» **Activity**:
Print the lines of the data, starting with the first, up to and including the line where "pub const MARKER_URL: &str" appears.

» **Data excerpts**:
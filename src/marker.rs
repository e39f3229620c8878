use std::sync::Arc;
use std::thread;

use egui::{ColorImage, TextureHandle, TextureOptions};
use parking_lot::Mutex;
use thiserror::Error;

/// The remote glyph drawn at the candidate point.
pub const MARKER_URL: &str = "https://images.vexels.com/media/users/3/299170/isolated/preview/e6b778086e5fa0a622852975737b29c7-green-earth-globe-icon.png";

/// Errors that can occur while fetching and decoding the marker asset.
///
/// These are never surfaced to the user: a failed marker just means the
/// dot fallback stays for the rest of the session.
#[derive(Debug, Error)]
pub enum MarkerError {
    #[error("marker download failed: {0}")]
    Fetch(#[from] reqwest::Error),
    #[error("marker decode failed: {0}")]
    Decode(#[from] image::ImageError),
}

#[derive(Debug)]
enum LoadState {
    Pending,
    Ready(ColorImage),
    Failed,
}

/// Fetches the marker image once, in the background, and hands out its
/// texture to the overlay renderer.
///
/// The fetch thread publishes the decoded image through a shared slot and
/// requests a repaint; the next frame reads the *live* session state, so
/// whatever problem is current at completion time gets redrawn with the
/// real marker instead of the fallback dot.
pub struct MarkerLoader {
    state: Arc<Mutex<LoadState>>,
    texture: Option<TextureHandle>,
}

impl MarkerLoader {
    /// Kicks off the background fetch. Call once at startup.
    pub fn fetch(ctx: egui::Context) -> Self {
        let state = Arc::new(Mutex::new(LoadState::Pending));
        let shared = Arc::clone(&state);
        thread::spawn(move || {
            match download_and_decode(MARKER_URL) {
                Ok(img) => {
                    log::info!("point marker loaded ({}x{})", img.width(), img.height());
                    *shared.lock() = LoadState::Ready(img);
                }
                Err(err) => {
                    log::warn!("point marker unavailable, keeping dot fallback: {err}");
                    *shared.lock() = LoadState::Failed;
                }
            }
            ctx.request_repaint();
        });
        Self {
            state,
            texture: None,
        }
    }

    /// A loader that never produces a texture. Useful in tests.
    pub fn disabled() -> Self {
        Self {
            state: Arc::new(Mutex::new(LoadState::Failed)),
            texture: None,
        }
    }

    /// Returns the marker texture once the download has completed,
    /// uploading it on first use. `None` selects the dot fallback.
    pub fn texture(&mut self, ctx: &egui::Context) -> Option<&TextureHandle> {
        if self.texture.is_none() {
            if let LoadState::Ready(image) = &*self.state.lock() {
                self.texture =
                    Some(ctx.load_texture("point_marker", image.clone(), TextureOptions::LINEAR));
            }
        }
        self.texture.as_ref()
    }
}

fn download_and_decode(url: &str) -> Result<ColorImage, MarkerError> {
    let bytes = reqwest::blocking::get(url)?.error_for_status()?.bytes()?;
    let rgba = image::load_from_memory(&bytes)?.to_rgba8();
    let size = [rgba.width() as usize, rgba.height() as usize];
    Ok(ColorImage::from_rgba_unmultiplied(size, rgba.as_raw()))
}
use getset::Getters;
use serde::{Deserialize, Serialize};
use serde_json::{Map, Value};

/// Status code oppai-ng reports on success.
pub const SUCCESS_CODE: i64 = 200;

/// JSON output of a single calculator run.
///
/// Every field is optional because the calculator omits fields that do not
/// apply to the given mode or mods. The numeric accessors fall back to `0.0`
/// when the field is absent, which is also what an empty result (no
/// calculation performed) reports.
#[derive(Clone, PartialEq, Debug, Default, Getters, Serialize, Deserialize)]
pub struct CalculationResult {
    #[getset(get = "pub")]
    code: Option<i64>,
    #[getset(get = "pub")]
    errstr: Option<String>,
    #[serde(skip_serializing_if = "Option::is_none")]
    pp: Option<f64>,
    #[serde(skip_serializing_if = "Option::is_none")]
    acc_pp: Option<f64>,
    #[serde(skip_serializing_if = "Option::is_none")]
    aim_pp: Option<f64>,
    #[serde(skip_serializing_if = "Option::is_none")]
    speed_pp: Option<f64>,
    #[serde(skip_serializing_if = "Option::is_none")]
    stars: Option<f64>,
    #[serde(skip_serializing_if = "Option::is_none")]
    acc_stars: Option<f64>,
    #[serde(skip_serializing_if = "Option::is_none")]
    aim_stars: Option<f64>,
    #[serde(skip_serializing_if = "Option::is_none")]
    speed_stars: Option<f64>,
    /// Everything else the calculator printed (map metadata, hit counts, ...).
    #[serde(flatten)]
    extra: Map<String, Value>,
}

impl CalculationResult {
    pub fn pp(&self) -> f64 {
        self.pp.unwrap_or(0.0)
    }

    pub fn acc_pp(&self) -> f64 {
        self.acc_pp.unwrap_or(0.0)
    }

    pub fn aim_pp(&self) -> f64 {
        self.aim_pp.unwrap_or(0.0)
    }

    pub fn speed_pp(&self) -> f64 {
        self.speed_pp.unwrap_or(0.0)
    }

    pub fn stars(&self) -> f64 {
        self.stars.unwrap_or(0.0)
    }

    pub fn acc_stars(&self) -> f64 {
        self.acc_stars.unwrap_or(0.0)
    }

    pub fn aim_stars(&self) -> f64 {
        self.aim_stars.unwrap_or(0.0)
    }

    pub fn speed_stars(&self) -> f64 {
        self.speed_stars.unwrap_or(0.0)
    }

    /// Looks up a field without a dedicated accessor.
    pub fn get(&self, key: &str) -> Option<&Value> {
        self.extra.get(key)
    }

    pub fn is_empty(&self) -> bool {
        *self == Self::default()
    }

    /// Whether the required fields are all present and the status code is a success.
    pub fn is_valid(&self) -> bool {
        self.errstr.is_some()
            && self.pp.is_some()
            && self.stars.is_some()
            && self.code == Some(SUCCESS_CODE)
    }
}
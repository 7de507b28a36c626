pub mod beatmap;
pub mod calculator;
pub mod config;
pub mod game_mode;
pub mod mods;
pub mod request;
pub mod result;
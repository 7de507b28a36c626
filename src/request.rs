use std::path::Path;

use getset::CopyGetters;
use serde::{Deserialize, Serialize};
use typed_builder::TypedBuilder;

use crate::{game_mode::GameMode, mods::Mods};

/// Parameters of the play to evaluate.
#[derive(Clone, Copy, PartialEq, Debug, TypedBuilder, CopyGetters, Serialize, Deserialize)]
#[getset(get_copy = "pub")]
pub struct CalculationRequest {
    map_id: u32,
    #[builder(default)]
    mods: Mods,
    /// `0` lets the calculator assume a full combo.
    #[builder(default)]
    combo: u32,
    #[builder(default)]
    nmiss: u32,
    #[builder(default)]
    mode: Option<GameMode>,
    /// Percentage; `0.0` leaves accuracy up to the calculator.
    #[builder(default = 100.0)]
    acc: f64,
}

impl CalculationRequest {
    /// Builds the calculator's argument vector, program first.
    ///
    /// Returns `None` when the requested mode is one the calculator cannot handle.
    pub fn command_args(&self, calculator: &Path, beatmap: &Path) -> Option<Vec<String>> {
        let mut args = vec![
            calculator.display().to_string(),
            beatmap.display().to_string(),
        ];

        if self.mods != Mods::NOMOD {
            args.push(self.mods.to_string());
        }

        if self.combo > 0 {
            args.push(format!("{}x", self.combo));
        }

        if self.nmiss > 0 {
            args.push(format!("{}xM", self.nmiss));
        }

        if let Some(mode) = self.mode {
            let vanilla = mode.as_vanilla();
            // oppai-ng only handles std and taiko
            if !matches!(vanilla, GameMode::VnStd | GameMode::VnTaiko) {
                return None;
            }
            args.push(format!("-m{}", vanilla.id()));
            if vanilla == GameMode::VnTaiko {
                args.push("-otaiko".to_owned());
            }
        }

        if self.acc != 0.0 {
            args.push(format!("{:.4}%", self.acc));
        }

        args.push("-ojson".to_owned());
        Some(args)
    }
}
use anyhow::bail;
use serde::{Deserialize, Serialize};
use strum::{Display, EnumIter, EnumString};

/// Game mode of a play, including the relax and autopilot variants
/// that servers track as separate leaderboards.
#[derive(
    Clone,
    Copy,
    PartialEq,
    Eq,
    PartialOrd,
    Ord,
    Hash,
    Debug,
    Display,
    EnumString,
    EnumIter,
    Serialize,
    Deserialize,
)]
#[strum(ascii_case_insensitive)]
#[serde(rename_all = "snake_case")]
pub enum GameMode {
    #[strum(to_string = "vn_std", serialize = "std", serialize = "osu")]
    VnStd,
    #[strum(to_string = "vn_taiko", serialize = "taiko")]
    VnTaiko,
    #[strum(to_string = "vn_catch", serialize = "catch", serialize = "fruits")]
    VnCatch,
    #[strum(to_string = "vn_mania", serialize = "mania")]
    VnMania,
    #[strum(to_string = "rx_std")]
    RxStd,
    #[strum(to_string = "rx_taiko")]
    RxTaiko,
    #[strum(to_string = "rx_catch")]
    RxCatch,
    #[strum(to_string = "ap_std")]
    ApStd,
}

impl GameMode {
    pub fn id(self) -> u8 {
        self as u8
    }

    /// The underlying mode with relax/autopilot stripped.
    pub fn as_vanilla(self) -> GameMode {
        use GameMode::*;
        match self {
            VnStd | RxStd | ApStd => VnStd,
            VnTaiko | RxTaiko => VnTaiko,
            VnCatch | RxCatch => VnCatch,
            VnMania => VnMania,
        }
    }
}

impl TryFrom<u8> for GameMode {
    type Error = anyhow::Error;
    fn try_from(v: u8) -> anyhow::Result<Self> {
        use GameMode::*;
        Ok(match v {
            0 => VnStd,
            1 => VnTaiko,
            2 => VnCatch,
            3 => VnMania,
            4 => RxStd,
            5 => RxTaiko,
            6 => RxCatch,
            7 => ApStd,
            _ => bail!("Unknown game mode id: {v}"),
        })
    }
}

#[cfg(test)]
mod tests {
    use strum::IntoEnumIterator;

    use super::GameMode;

    #[test]
    fn test_as_vanilla() {
        let vanilla = GameMode::iter()
            .map(|mode| mode.as_vanilla().id())
            .collect::<Vec<_>>();
        assert_eq!(vanilla, [0, 1, 2, 3, 0, 1, 2, 0]);
    }

    #[test]
    fn test_id_round_trip() {
        for mode in GameMode::iter() {
            assert_eq!(GameMode::try_from(mode.id()).unwrap(), mode);
        }
        assert!(GameMode::try_from(8).is_err());
    }

    #[test]
    fn test_parse() {
        assert_eq!("taiko".parse::<GameMode>().unwrap(), GameMode::VnTaiko);
        assert_eq!("RX_STD".parse::<GameMode>().unwrap(), GameMode::RxStd);
        assert_eq!("osu".parse::<GameMode>().unwrap(), GameMode::VnStd);
        assert_eq!(GameMode::ApStd.to_string(), "ap_std");
        assert!("ctb2".parse::<GameMode>().is_err());
    }
}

» **Output of the exercise**:
filename src/marker.rs
repository e39f3229620c8878
use std::sync::Arc;
use std::thread;

use egui::{ColorImage, TextureHandle, TextureOptions};
use parking_lot::Mutex;
use thiserror::Error;

/// The remote glyph drawn at the candidate point.
pub const MARKER_URL: &str = "https://images.vexels.com/media/users/3/299170/isolated/preview/e6b778086e5fa0a622852975737b29c7-green-earth-globe-icon.png";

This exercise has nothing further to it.